It is also envisaged that the head of the crush according to the invention is replaceable.

The rubbery cleaning element may also serve to provide a polishing benefit to the teeth surfaces.

It is also possible for the rubbery cleaning element to additionally comprise abrasive materials such as silicas to enhance the cleaning or polishing benefit.

In an alternative aspect the invention provides an electric toothbrush with improved sensory benefits. The brush according to the invention provides an improved feel in the oral cavity, due to the presence of the rubbery material. This is particularly so when the non-bristle bearing surfaces of the head is significantly covered by a rubbery material and contacts the buccal lining. This sensory benefit is seen as an important consumer positive.

The head of the brush according to the invention may either be a vibrating head or an oscillating head. For example, the rubbery cleaning element may merely vibrate to effect cleaning or it may be fixed on a rotating head.

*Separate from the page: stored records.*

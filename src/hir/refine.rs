//! Narrowing a resolved declaration node to the declared name itself.
//!
//! The resolver answers with whole declaration nodes (a `FuncDecl`, a
//! `ValueSpec`, ...). For reporting, the interesting span is the name
//! being declared, not the entire statement.

use crate::base::Name;
use crate::syntax::{NodeId, NodeKind, SyntaxTree};

/// Return the identifier node within `decl` that declares `name`.
///
/// Unknown declaration shapes degrade to the declaration node itself
/// rather than failing; a wider-than-ideal span is still a correct
/// answer.
pub fn refine(tree: &SyntaxTree, decl: NodeId, name: Name) -> NodeId {
    match &tree.node(decl).kind {
        NodeKind::FuncDecl { name: n, .. } | NodeKind::TypeDecl { name: n, .. } => *n,
        NodeKind::ShortAssign { lhs, .. } => matching_ident(tree, lhs, name).unwrap_or(decl),
        NodeKind::ValueSpec { names, .. } | NodeKind::Field { names, .. } => {
            matching_ident(tree, names, name).unwrap_or(decl)
        }
        NodeKind::ImportSpec { alias: Some(a), .. } => *a,
        _ => decl,
    }
}

fn matching_ident(tree: &SyntaxTree, candidates: &[NodeId], name: Name) -> Option<NodeId> {
    candidates
        .iter()
        .copied()
        .find(|&id| tree.ident_name(id) == Some(name))
}

#[cfg(test)]
mod tests {
    use super::*;
    use crate::base::{FileId, Interner, TextRange};
    use crate::syntax::parse;

    fn parsed(src: &str) -> (SyntaxTree, Interner) {
        let interner = Interner::new();
        let tree = parse(FileId::new(0), src, &interner).expect("parse");
        (tree, interner)
    }

    fn span_text<'a>(src: &'a str, range: TextRange) -> &'a str {
        &src[usize::from(range.start())..usize::from(range.end())]
    }

    #[test]
    fn test_refine_func_decl_to_name() {
        let src = "package p\nfunc Compute() int { return 1 }\n";
        let (tree, interner) = parsed(src);
        let (_, decl) = tree.top_level_decls()[0];
        let refined = refine(&tree, decl, interner.intern("Compute"));
        assert_eq!(span_text(src, tree.range(refined)), "Compute");
    }

    #[test]
    fn test_refine_grouped_value_spec_picks_matching_name() {
        let src = "package p\nvar a, b, c = 1, 2, 3\n";
        let (tree, interner) = parsed(src);
        let (_, decl) = tree.top_level_decls()[0];
        let refined = refine(&tree, decl, interner.intern("b"));
        assert_eq!(span_text(src, tree.range(refined)), "b");
    }

    #[test]
    fn test_refine_type_decl_to_name() {
        let src = "package p\ntype Config struct{}\n";
        let (tree, interner) = parsed(src);
        let (_, decl) = tree.top_level_decls()[0];
        let refined = refine(&tree, decl, interner.intern("Config"));
        assert_eq!(span_text(src, tree.range(refined)), "Config");
    }

    #[test]
    fn test_refine_unknown_name_degrades_to_decl() {
        let src = "package p\nvar a = 1\n";
        let (tree, interner) = parsed(src);
        let (_, decl) = tree.top_level_decls()[0];
        let refined = refine(&tree, decl, interner.intern("missing"));
        assert_eq!(refined, decl);
    }
}
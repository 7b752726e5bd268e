//! Syntax layer: lexer, arena-based syntax tree, and parser for Go-style
//! source files.
//!
//! The parser is hand-written recursive descent over a logos token stream.
//! It produces a flat per-file arena ([`SyntaxTree`]) in which nodes refer
//! to each other by index, with non-owning parent back-references for
//! upward walks.

pub mod ast;
pub mod lexer;
pub mod parser;

pub use ast::{Node, NodeId, NodeKind, SyntaxTree};
pub use lexer::{Token, TokenKind, tokenize};
pub use parser::{ParseError, parse};
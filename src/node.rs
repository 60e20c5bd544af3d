// Copyright 2025 the lattice-ecs contributors
//
// Licensed under the Apache License, Version 2.0 (the "License");
// you may not use this file except in compliance with the License.
// You may obtain a copy of the License at
//
//     http://www.apache.org/licenses/LICENSE-2.0
//
// Unless required by applicable law or agreed to in writing, software
// distributed under the License is distributed on an "AS IS" BASIS,
// WITHOUT WARRANTIES OR CONDITIONS OF ANY KIND, either express or implied.
// See the License for the specific language governing permissions and
// limitations under the License.

//! Nodes of the archetype graph.

use ahash::AHashMap;

use crate::archetype::IdList;
use crate::component::ComponentId;
use crate::entity::Entity;
use crate::filter::Filter;
use crate::id_map::IdMap;
use crate::mask::Mask;

/// A vertex of the archetype graph: one unique component mask.
///
/// Nodes own precomputed transitions to neighboring masks (add one component,
/// remove one component) and the archetypes storing entities of their mask —
/// exactly one for non-relation nodes, one per distinct relation target for
/// relation nodes. Nodes are created on demand and never destroyed.
pub(crate) struct Node {
    pub mask: Mask,
    /// Component IDs of the mask, ascending. Canonical iteration order for
    /// column copies.
    pub ids: IdList,
    /// The node's relation component, if the mask contains one.
    pub relation: Option<ComponentId>,
    /// Row growth quantum for this node's archetypes.
    pub capacity_increment: u32,
    /// Destination node when a component is added, keyed by component ID.
    pub transition_add: IdMap<u32>,
    /// Destination node when a component is removed, keyed by component ID.
    pub transition_remove: IdMap<u32>,
    /// Arena indices of this node's archetypes. Deactivated relation
    /// archetypes stay listed for later reuse.
    pub archetypes: Vec<u32>,
    /// Relation target to archetype, for relation nodes.
    pub by_target: AHashMap<Entity, u32>,
    /// Whether any archetype was ever created under this node. Never reverts.
    pub is_active: bool,
}

impl Node {
    pub fn new(mask: Mask, relation: Option<ComponentId>, capacity_increment: u32) -> Self {
        let ids: IdList = mask.ids().collect();
        Self {
            mask,
            ids,
            relation,
            capacity_increment,
            transition_add: IdMap::new(),
            transition_remove: IdMap::new(),
            archetypes: Vec::new(),
            by_target: AHashMap::new(),
            is_active: false,
        }
    }

    #[inline]
    pub fn has_relation(&self) -> bool {
        self.relation.is_some()
    }

    /// The archetype for the given relation target. For non-relation nodes
    /// the target is ignored and the single archetype is returned.
    pub fn get_archetype(&self, target: Entity) -> Option<u32> {
        if self.has_relation() {
            self.by_target.get(&target).copied()
        } else {
            self.archetypes.first().copied()
        }
    }

    /// Whether the node's mask satisfies the filter. The relation-target
    /// restriction of relation filters is applied by the caller.
    #[inline]
    pub fn matches(&self, filter: &Filter) -> bool {
        filter.matches(&self.mask)
    }
}
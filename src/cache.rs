// Copyright 2025 the lattice-ecs contributors
//
// Licensed under the Apache License, Version 2.0 (the "License");
// you may not use this file except in compliance with the License.
// You may obtain a copy of the License at
//
//     http://www.apache.org/licenses/LICENSE-2.0
//
// Unless required by applicable law or agreed to in writing, software
// distributed under the License is distributed on an "AS IS" BASIS,
// WITHOUT WARRANTIES OR CONDITIONS OF ANY KIND, either express or implied.
// See the License for the specific language governing permissions and
// limitations under the License.

//! Incrementally maintained filter-to-archetype cache.

use crate::entity::Entity;
use crate::filter::{CachedFilter, Filter};
use crate::mask::Mask;
use crate::pool::IntPool;

/// A registered filter together with the archetypes currently matching it.
pub struct CacheEntry {
    pub(crate) filter: Filter,
    pub(crate) archetypes: Vec<u32>,
}

impl CacheEntry {
    /// The filter this entry was registered with.
    pub fn filter(&self) -> &Filter {
        &self.filter
    }

    /// Number of archetypes currently matching the filter.
    pub fn archetype_count(&self) -> usize {
        self.archetypes.len()
    }
}

/// Tracks which archetypes match each registered filter.
///
/// Membership changes only on archetype creation, reactivation and
/// retirement — never on row-level changes — so queries over cached filters
/// skip graph traversal entirely.
pub(crate) struct FilterCache {
    entries: Vec<Option<CacheEntry>>,
    ids: IntPool,
}

impl FilterCache {
    pub fn new() -> Self {
        Self {
            entries: Vec::new(),
            ids: IntPool::new(16),
        }
    }

    /// Registers a filter; `archetypes` are the currently matching ones.
    /// Panics when passed an already-cached filter.
    pub fn register(&mut self, filter: Filter, archetypes: Vec<u32>) -> CachedFilter {
        if matches!(filter, Filter::Cached(_)) {
            panic!("filter is already registered, can't register");
        }
        let id = self.ids.get();
        let cached = CachedFilter {
            id,
            filter: Box::new(filter.clone()),
        };
        if self.entries.len() <= id as usize {
            self.entries.resize_with(id as usize + 1, || None);
        }
        self.entries[id as usize] = Some(CacheEntry { filter, archetypes });
        cached
    }

    /// Releases a registered filter, returning the original filter.
    /// Panics for unknown handles.
    pub fn unregister(&mut self, cached: &CachedFilter) -> Filter {
        let entry = self
            .entries
            .get_mut(cached.id as usize)
            .and_then(Option::take)
            .unwrap_or_else(|| panic!("no filter registered with this ID, can't unregister"));
        self.ids.recycle(cached.id);
        entry.filter
    }

    /// The entry for a registered filter. Panics for unknown handles.
    pub fn get(&self, cached: &CachedFilter) -> &CacheEntry {
        self.entry_by_id(cached.id)
    }

    /// The entry for a raw filter ID. Panics for unknown IDs.
    pub fn entry_by_id(&self, id: u32) -> &CacheEntry {
        self.entries
            .get(id as usize)
            .and_then(Option::as_ref)
            .unwrap_or_else(|| panic!("no filter registered with this ID"))
    }

    /// Number of registered filters.
    pub fn len(&self) -> usize {
        self.entries.iter().flatten().count()
    }

    /// Records a created or reactivated archetype in every matching entry.
    pub fn add_archetype(&mut self, index: u32, mask: &Mask, target: Entity) {
        for entry in self.entries.iter_mut().flatten() {
            if !entry.filter.matches(mask) {
                continue;
            }
            if let Some(required) = entry.filter.relation_target() {
                if required != target {
                    continue;
                }
            }
            entry.archetypes.push(index);
        }
    }

    /// Evicts a retired archetype from every entry containing it.
    pub fn remove_archetype(&mut self, index: u32) {
        for entry in self.entries.iter_mut().flatten() {
            if let Some(pos) = entry.archetypes.iter().position(|&a| a == index) {
                entry.archetypes.swap_remove(pos);
            }
        }
    }
}

#[cfg(test)]
mod tests {
    use super::*;
    use crate::component::ComponentId;

    fn id(index: u8) -> ComponentId {
        ComponentId::new(index)
    }

    #[test]
    fn test_register_unregister() {
        let mut cache = FilterCache::new();

        let f1 = cache.register(Filter::all(&[id(0)]), vec![1, 2]);
        let f2 = cache.register(Filter::all(&[id(1)]), vec![2]);
        assert_eq!(f1.id, 0);
        assert_eq!(f2.id, 1);
        assert_eq!(cache.len(), 2);

        assert_eq!(cache.get(&f1).archetype_count(), 2);
        assert_eq!(cache.get(&f2).archetype_count(), 1);

        let original = cache.unregister(&f1);
        assert_eq!(original, Filter::all(&[id(0)]));
        assert_eq!(cache.len(), 1);

        // the freed ID is recycled
        let f3 = cache.register(Filter::all(&[id(2)]), vec![]);
        assert_eq!(f3.id, 0);
    }

    #[test]
    #[should_panic(expected = "already registered")]
    fn test_register_cached() {
        let mut cache = FilterCache::new();
        let cached = cache.register(Filter::all(&[id(0)]), vec![]);
        cache.register(Filter::Cached(cached), vec![]);
    }

    #[test]
    #[should_panic(expected = "can't unregister")]
    fn test_unregister_unknown() {
        let mut cache = FilterCache::new();
        let cached = cache.register(Filter::all(&[id(0)]), vec![]);
        cache.unregister(&cached);
        cache.unregister(&cached);
    }

    #[test]
    fn test_incremental_maintenance() {
        let mut cache = FilterCache::new();
        let target = Entity::new(9, 0);

        let plain = cache.register(Filter::all(&[id(0)]), vec![]);
        let related =
            cache.register(Filter::relation(Filter::all(&[id(0)]), target), vec![]);

        let mask = Mask::from_ids(&[id(0), id(1)]);
        cache.add_archetype(7, &mask, Entity::ZERO);
        cache.add_archetype(8, &mask, target);

        assert_eq!(cache.get(&plain).archetypes, vec![7, 8]);
        assert_eq!(cache.get(&related).archetypes, vec![8]);

        cache.remove_archetype(8);
        assert_eq!(cache.get(&plain).archetypes, vec![7]);
        assert_eq!(cache.get(&related).archetypes, Vec::<u32>::new());

        // non-matching mask is ignored
        cache.add_archetype(9, &Mask::from_ids(&[id(1)]), Entity::ZERO);
        assert_eq!(cache.get(&plain).archetypes, vec![7]);
    }
}
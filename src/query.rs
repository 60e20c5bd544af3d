// Copyright 2025 the lattice-ecs contributors
//
// Licensed under the Apache License, Version 2.0 (the "License");
// you may not use this file except in compliance with the License.
// You may obtain a copy of the License at
//
//     http://www.apache.org/licenses/LICENSE-2.0
//
// Unless required by applicable law or agreed to in writing, software
// distributed under the License is distributed on an "AS IS" BASIS,
// WITHOUT WARRANTIES OR CONDITIONS OF ANY KIND, either express or implied.
// See the License for the specific language governing permissions and
// limitations under the License.

//! Iteration over entities matching a filter.

use crate::archetype::{Archetype, IdList};
use crate::component::ComponentId;
use crate::entity::Entity;
use crate::filter::Filter;
use crate::mask::Mask;
use crate::world::World;

/// Row spans produced by a batch operation: for every affected destination
/// archetype, the contiguous range of freshly written rows and the source
/// archetype the rows came from.
pub(crate) struct BatchArchetypes {
    pub arches: Vec<u32>,
    pub starts: Vec<u32>,
    pub ends: Vec<u32>,
    pub old_arches: Vec<Option<u32>>,
    pub added: IdList,
    pub removed: IdList,
}

impl BatchArchetypes {
    pub fn new(added: IdList, removed: IdList) -> Self {
        Self {
            arches: Vec::new(),
            starts: Vec::new(),
            ends: Vec::new(),
            old_arches: Vec::new(),
            added,
            removed,
        }
    }

    pub fn add(&mut self, arch: u32, old_arch: Option<u32>, start: u32, end: u32) {
        self.arches.push(arch);
        self.old_arches.push(old_arch);
        self.starts.push(start);
        self.ends.push(end);
    }

    pub fn len(&self) -> usize {
        self.arches.len()
    }
}

enum Mode {
    /// Walk all graph nodes, filtering by mask.
    Nodes,
    /// Iterate the pre-resolved archetype list of a cached filter.
    Cached(u32),
    /// Iterate the row spans recorded by a batch operation.
    Batch(BatchArchetypes),
}

/// An iterator over the entities matching a [`Filter`].
///
/// Queries hold one of the world's 128 lock bits for their lifetime;
/// structural world mutations panic while any query is open. The lock is
/// released when iteration finishes, on [`close`](Query::close), or when the
/// query is dropped.
///
/// ```
/// # use bytemuck::{Pod, Zeroable};
/// # use lattice_ecs::{Component, Filter, World};
/// # #[repr(C)]
/// # #[derive(Clone, Copy, Zeroable, Pod)]
/// # struct Position { x: f32, y: f32 }
/// # impl Component for Position {}
/// # let mut world = World::new();
/// # let pos_id = world.component_id::<Position>();
/// # world.new_entity(&[pos_id]);
/// let mut query = world.query(&Filter::all(&[pos_id]));
/// while query.next() {
///     let pos = unsafe { &mut *(query.get(pos_id) as *mut Position) };
///     pos.x += 1.0;
/// }
/// ```
pub struct Query<'w> {
    world: &'w World,
    filter: Filter,
    mode: Mode,
    node_index: i32,
    arch_index: i32,
    /// Node whose archetype list is being walked (relation nodes without a
    /// target restriction).
    in_node: Option<u32>,
    /// Arena index of the archetype currently being iterated.
    current: u32,
    entity_index: u32,
    entity_index_max: u32,
    count: i64,
    lock: u8,
    closed: bool,
}

impl<'w> Query<'w> {
    pub(crate) fn new_nodes(world: &'w World, filter: Filter, lock: u8) -> Self {
        Self::new(world, filter, Mode::Nodes, lock)
    }

    pub(crate) fn new_cached(world: &'w World, filter: Filter, id: u32, lock: u8) -> Self {
        Self::new(world, filter, Mode::Cached(id), lock)
    }

    pub(crate) fn new_batch(world: &'w World, batch: BatchArchetypes, lock: u8) -> Self {
        Self::new(world, Filter::All(Mask::ZERO), Mode::Batch(batch), lock)
    }

    fn new(world: &'w World, filter: Filter, mode: Mode, lock: u8) -> Self {
        Self {
            world,
            filter,
            mode,
            node_index: -1,
            arch_index: -1,
            in_node: None,
            current: u32::MAX,
            entity_index: 0,
            entity_index_max: 0,
            count: -1,
            lock,
            closed: false,
        }
    }

    /// Proceeds to the next entity. Returns `false` when no entity is left,
    /// closing the query.
    #[inline]
    pub fn next(&mut self) -> bool {
        self.check_open();
        if self.entity_index < self.entity_index_max {
            self.entity_index += 1;
            return true;
        }
        self.next_archetype()
    }

    /// Advances the iterator by `step` entities, possibly crossing archetype
    /// boundaries. `step(1)` is equivalent to [`next`](Query::next).
    ///
    /// Panics for a zero step.
    pub fn step(&mut self, step: usize) -> bool {
        self.check_open();
        if step == 0 {
            panic!("step size must be positive");
        }
        let mut step = step as u32;
        loop {
            let (remaining, ok) = self.step_archetype(step);
            if ok {
                return true;
            }
            if !self.next_archetype() {
                return false;
            }
            if remaining == 0 {
                return true;
            }
            step = remaining;
        }
    }

    /// Counts the entities matching this query.
    ///
    /// Walks the candidate archetypes on the first call and memoizes the
    /// result. Does not close the query.
    pub fn count(&mut self) -> usize {
        self.check_open();
        if self.count >= 0 {
            return self.count as usize;
        }
        let count = self.count_entities();
        self.count = count as i64;
        count
    }

    /// The entity at the iterator's position.
    #[inline]
    pub fn entity(&self) -> Entity {
        self.arch().entity(self.entity_index)
    }

    /// Whether the current entity has the given component.
    #[inline]
    pub fn has(&self, id: ComponentId) -> bool {
        self.arch().has(id)
    }

    /// Pointer to the given component of the current entity.
    ///
    /// Null when the entity has no such component. Valid for the current
    /// iteration step only.
    #[inline]
    pub fn get(&self, id: ComponentId) -> *mut u8 {
        self.arch().get(self.entity_index, id)
    }

    /// The component mask of the current entity's archetype.
    #[inline]
    pub fn mask(&self) -> Mask {
        self.arch().mask
    }

    /// The relation target of the current entity.
    ///
    /// Panics when `id` is not the entity's relation component.
    pub fn relation(&self, id: ComponentId) -> Entity {
        let arch = self.arch();
        if arch.relation != Some(id) {
            panic!(
                "entity has no component {}, or it is not a relation component",
                self.world.registry.type_name(id)
            );
        }
        arch.relation_target
    }

    /// The relation target of the current entity, without checking that `id`
    /// is the entity's relation component.
    pub fn relation_unchecked(&self, _id: ComponentId) -> Entity {
        self.arch().relation_target
    }

    /// Closes the query and releases the world lock.
    ///
    /// Called automatically when iteration finishes; needed only when
    /// breaking out of iteration early. Panics when already closed.
    pub fn close(&mut self) {
        if self.closed {
            panic!("query is already closed");
        }
        self.close_internal();
    }

    #[inline]
    fn arch(&self) -> &Archetype {
        &self.world.archetypes[self.current as usize]
    }

    #[inline]
    fn check_open(&self) {
        if self.closed {
            panic!("query is closed");
        }
    }

    fn close_internal(&mut self) {
        self.closed = true;
        self.world.unlock(self.lock);
        if let Mode::Batch(batch) = &self.mode {
            self.world.notify_batch(batch);
        }
    }

    fn set_archetype(&mut self, arch: u32, start: u32, max: u32) {
        self.current = arch;
        self.entity_index = start;
        self.entity_index_max = max;
    }

    fn step_archetype(&mut self, step: u32) -> (u32, bool) {
        self.entity_index = self.entity_index.saturating_add(step);
        if self.entity_index <= self.entity_index_max {
            return (0, true);
        }
        (self.entity_index - self.entity_index_max - 1, false)
    }

    fn next_archetype(&mut self) -> bool {
        match self.mode {
            Mode::Nodes => self.next_node_or_archetype(),
            Mode::Cached(_) => self.next_archetype_cached(),
            Mode::Batch(_) => self.next_archetype_batch(),
        }
    }

    fn next_archetype_cached(&mut self) -> bool {
        let Mode::Cached(id) = self.mode else {
            unreachable!()
        };
        let entry = self.world.filter_cache.entry_by_id(id);
        let len = entry.archetypes.len() as i32;
        while self.arch_index < len - 1 {
            self.arch_index += 1;
            let arch = entry.archetypes[self.arch_index as usize];
            let arch_len = self.world.archetypes[arch as usize].len();
            if arch_len == 0 {
                continue;
            }
            self.set_archetype(arch, 0, arch_len - 1);
            return true;
        }
        self.close_internal();
        false
    }

    fn next_archetype_batch(&mut self) -> bool {
        loop {
            self.arch_index += 1;
            let span = match &self.mode {
                Mode::Batch(batch) => {
                    let i = self.arch_index as usize;
                    if i >= batch.len() {
                        None
                    } else {
                        Some((batch.arches[i], batch.starts[i], batch.ends[i]))
                    }
                }
                _ => unreachable!(),
            };
            match span {
                None => {
                    self.close_internal();
                    return false;
                }
                Some((_, start, end)) if start == end => continue,
                Some((arch, start, end)) => {
                    self.set_archetype(arch, start, end - 1);
                    return true;
                }
            }
        }
    }

    fn next_node_or_archetype(&mut self) -> bool {
        if let Some(node) = self.in_node {
            if self.next_archetype_in_node(node) {
                return true;
            }
        }
        self.next_node()
    }

    fn next_archetype_in_node(&mut self, node: u32) -> bool {
        let arches = &self.world.nodes[node as usize].archetypes;
        let len = arches.len() as i32;
        while self.arch_index < len - 1 {
            self.arch_index += 1;
            let arch = arches[self.arch_index as usize];
            let archetype = &self.world.archetypes[arch as usize];
            if !archetype.is_active() || archetype.len() == 0 {
                continue;
            }
            self.set_archetype(arch, 0, archetype.len() - 1);
            return true;
        }
        false
    }

    fn next_node(&mut self) -> bool {
        self.in_node = None;
        let len = self.world.nodes.len() as i32;
        while self.node_index < len - 1 {
            self.node_index += 1;
            let node = &self.world.nodes[self.node_index as usize];
            if !node.is_active || !node.matches(&self.filter) {
                continue;
            }

            if !node.has_relation() {
                // An active non-relation node always has its one archetype.
                let arch = node.archetypes[0];
                let arch_len = self.world.archetypes[arch as usize].len();
                if arch_len > 0 {
                    self.set_archetype(arch, 0, arch_len - 1);
                    return true;
                }
                continue;
            }

            if let Some(target) = self.filter.relation_target() {
                if let Some(&arch) = node.by_target.get(&target) {
                    let arch_len = self.world.archetypes[arch as usize].len();
                    if arch_len > 0 {
                        self.set_archetype(arch, 0, arch_len - 1);
                        return true;
                    }
                }
                continue;
            }

            let node_index = self.node_index as u32;
            self.in_node = Some(node_index);
            self.arch_index = -1;
            if self.next_archetype_in_node(node_index) {
                return true;
            }
            self.in_node = None;
        }
        self.close_internal();
        false
    }

    fn count_entities(&self) -> usize {
        match self.mode {
            Mode::Batch(ref batch) => (0..batch.len())
                .map(|i| (batch.ends[i] - batch.starts[i]) as usize)
                .sum(),
            Mode::Cached(id) => {
                let entry = self.world.filter_cache.entry_by_id(id);
                entry
                    .archetypes
                    .iter()
                    .map(|&a| self.world.archetypes[a as usize].len() as usize)
                    .sum()
            }
            Mode::Nodes => {
                let mut count = 0;
                for node in &self.world.nodes {
                    if !node.is_active || !node.matches(&self.filter) {
                        continue;
                    }
                    if !node.has_relation() {
                        count += self.world.archetypes[node.archetypes[0] as usize].len() as usize;
                        continue;
                    }
                    if let Some(target) = self.filter.relation_target() {
                        if let Some(&arch) = node.by_target.get(&target) {
                            count += self.world.archetypes[arch as usize].len() as usize;
                        }
                        continue;
                    }
                    for &arch in &node.archetypes {
                        count += self.world.archetypes[arch as usize].len() as usize;
                    }
                }
                count
            }
        }
    }
}

impl Drop for Query<'_> {
    fn drop(&mut self) {
        if !self.closed {
            self.close_internal();
        }
    }
}
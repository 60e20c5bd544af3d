// Copyright 2025 the lattice-ecs contributors
//
// Licensed under the Apache License, Version 2.0 (the "License");
// you may not use this file except in compliance with the License.
// You may obtain a copy of the License at
//
//     http://www.apache.org/licenses/LICENSE-2.0
//
// Unless required by applicable law or agreed to in writing, software
// distributed under the License is distributed on an "AS IS" BASIS,
// WITHOUT WARRANTIES OR CONDITIONS OF ANY KIND, either express or implied.
// See the License for the specific language governing permissions and
// limitations under the License.

//! Component identifiers and the untyped component value carrier.

use bytemuck::Pod;

/// Identifier of a registered component type.
///
/// IDs are assigned by the [`World`](crate::world::World) on first use of a
/// type, in registration order, and stay fixed for the world's lifetime.
/// At most [`MAX_COMPONENTS`](crate::mask::MAX_COMPONENTS) types can be
/// registered per world.
#[derive(Debug, Clone, Copy, PartialEq, Eq, PartialOrd, Ord, Hash)]
pub struct ComponentId(u8);

impl ComponentId {
    /// Creates a component ID from a raw index.
    ///
    /// Mostly useful in tests; regular code obtains IDs from
    /// [`World::component_id`](crate::world::World::component_id).
    pub const fn new(index: u8) -> Self {
        Self(index)
    }

    /// The raw index of this ID.
    pub const fn index(self) -> usize {
        self.0 as usize
    }
}

/// Marker trait for component types.
///
/// Components are plain data: they must be [`Pod`], so the storage layer can
/// move them by byte copy and release them by zeroing, without drop glue.
///
/// A component type declares itself a *relation* component by overriding
/// [`IS_RELATION`](Component::IS_RELATION). An entity holding a relation
/// component is additionally associated with a target entity; see
/// [`World::set_relation`](crate::world::World::set_relation).
///
/// # Example
/// ```
/// use bytemuck::{Pod, Zeroable};
/// use lattice_ecs::Component;
///
/// #[repr(C)]
/// #[derive(Clone, Copy, Zeroable, Pod)]
/// struct Position {
///     x: f32,
///     y: f32,
/// }
///
/// impl Component for Position {}
///
/// #[repr(C)]
/// #[derive(Clone, Copy, Zeroable, Pod)]
/// struct ChildOf;
///
/// impl Component for ChildOf {
///     const IS_RELATION: bool = true;
/// }
/// ```
pub trait Component: Pod + 'static {
    /// Whether this component carries an entity relation.
    const IS_RELATION: bool = false;
}

/// An untyped component value: an ID paired with the raw bytes of one value.
///
/// Used by [`World::new_entity_with`](crate::world::World::new_entity_with)
/// and [`World::assign`](crate::world::World::assign) to pass component data
/// through the type-erased core.
#[derive(Debug, Clone, Copy)]
pub struct Comp<'a> {
    pub(crate) id: ComponentId,
    pub(crate) bytes: &'a [u8],
}

impl<'a> Comp<'a> {
    /// Wraps a component value for untyped transfer.
    pub fn new<T: Component>(id: ComponentId, value: &'a T) -> Self {
        Self {
            id,
            bytes: bytemuck::bytes_of(value),
        }
    }

    /// The component ID this value belongs to.
    pub fn id(&self) -> ComponentId {
        self.id
    }
}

FIG. 1 is an elevation of a brush according to the invention. It shows a brush (1) comprising a handle (2) and a head (3). The head (3) comprises a bristle bearing portion (4) and a neck portion (5). The bristle bearing portion (4) comprises a rubbery cleaning element (6) and conventional bristle tufts (7).

Typically, the handle (2, will comprise a motor element which vibrates or oscillates at least the brush head (3).

FIG. 2 is a plan view of the brush shown in FIG. 1 showing the layout of the rubbery cleaning members and the conventional bristle tufts.

FIG. 3 is a plan view of a brush head designed to rotate around a central point (9).

Shown are rubbery cleaning elements in the form of fingers (10) and lamellae (8) as well as conventional bristles (7).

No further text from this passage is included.